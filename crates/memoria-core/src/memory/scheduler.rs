//! Per-user extraction batching.
//!
//! Each user scope gets one worker task that owns its [`ExtractionWindow`]
//! state and drains a bounded `mpsc` mailbox. Exchanges for the same user
//! are therefore applied strictly in order, and a batch's extraction runs
//! inline in the worker, so the next batch cannot start until the current
//! one has finished or been dropped. Different users never share a worker.
//!
//! The window counts exchanges: one user message plus the reply to it is a
//! single entry, enqueued atomically, so a batch never splits an exchange.
//! Trigger rule, on the 0-based index `t` of the arriving exchange:
//! `t >= batch_size && (t - batch_size) % (batch_size + 1) == 0`.
//! With `batch_size = 1` that fires on exchanges 1, 3, 5; with 2 on 2, 5, 8.
//!
//! Workers idle for longer than the configured timeout extract whatever is
//! pending and exit; the next exchange for that user starts a fresh window.

use std::sync::{Arc, Weak};
use std::time::Duration;

use dashmap::DashMap;
use thiserror::Error;
use tokio::sync::{mpsc, oneshot};
use tracing::{debug, error, info, warn};

use memoria_types::config::ExtractionConfig;
use memoria_types::error::MemoryError;
use memoria_types::memory::{
    ConversationTurn, ExtractionReport, ExtractionWindow, MemoryRecord, TurnRange, UserScope,
};

use super::box_embedder::BoxEmbedder;
use super::box_vector::BoxVectorStore;
use super::dedup::{DedupDecision, DeduplicationEngine};
use super::extractor::FactExtractor;

/// Buffer size for per-user mailboxes.
const MAILBOX_BUFFER: usize = 1024;

#[derive(Debug, Error)]
pub enum SchedulerError {
    /// The user's mailbox is full; the turn was not queued.
    #[error("extraction mailbox full for user '{0}'")]
    MailboxFull(UserScope),

    /// The worker for this user stopped.
    #[error("extraction worker for user '{0}' is gone")]
    WorkerGone(UserScope),
}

────────

▶ **Assigned task**
Go through the data and return each line where the word "mpsc" appears.

▶ **Expected answer**
//! state and drains a bounded `mpsc` mailbox. Exchanges for the same user
use tokio::sync::{mpsc, oneshot};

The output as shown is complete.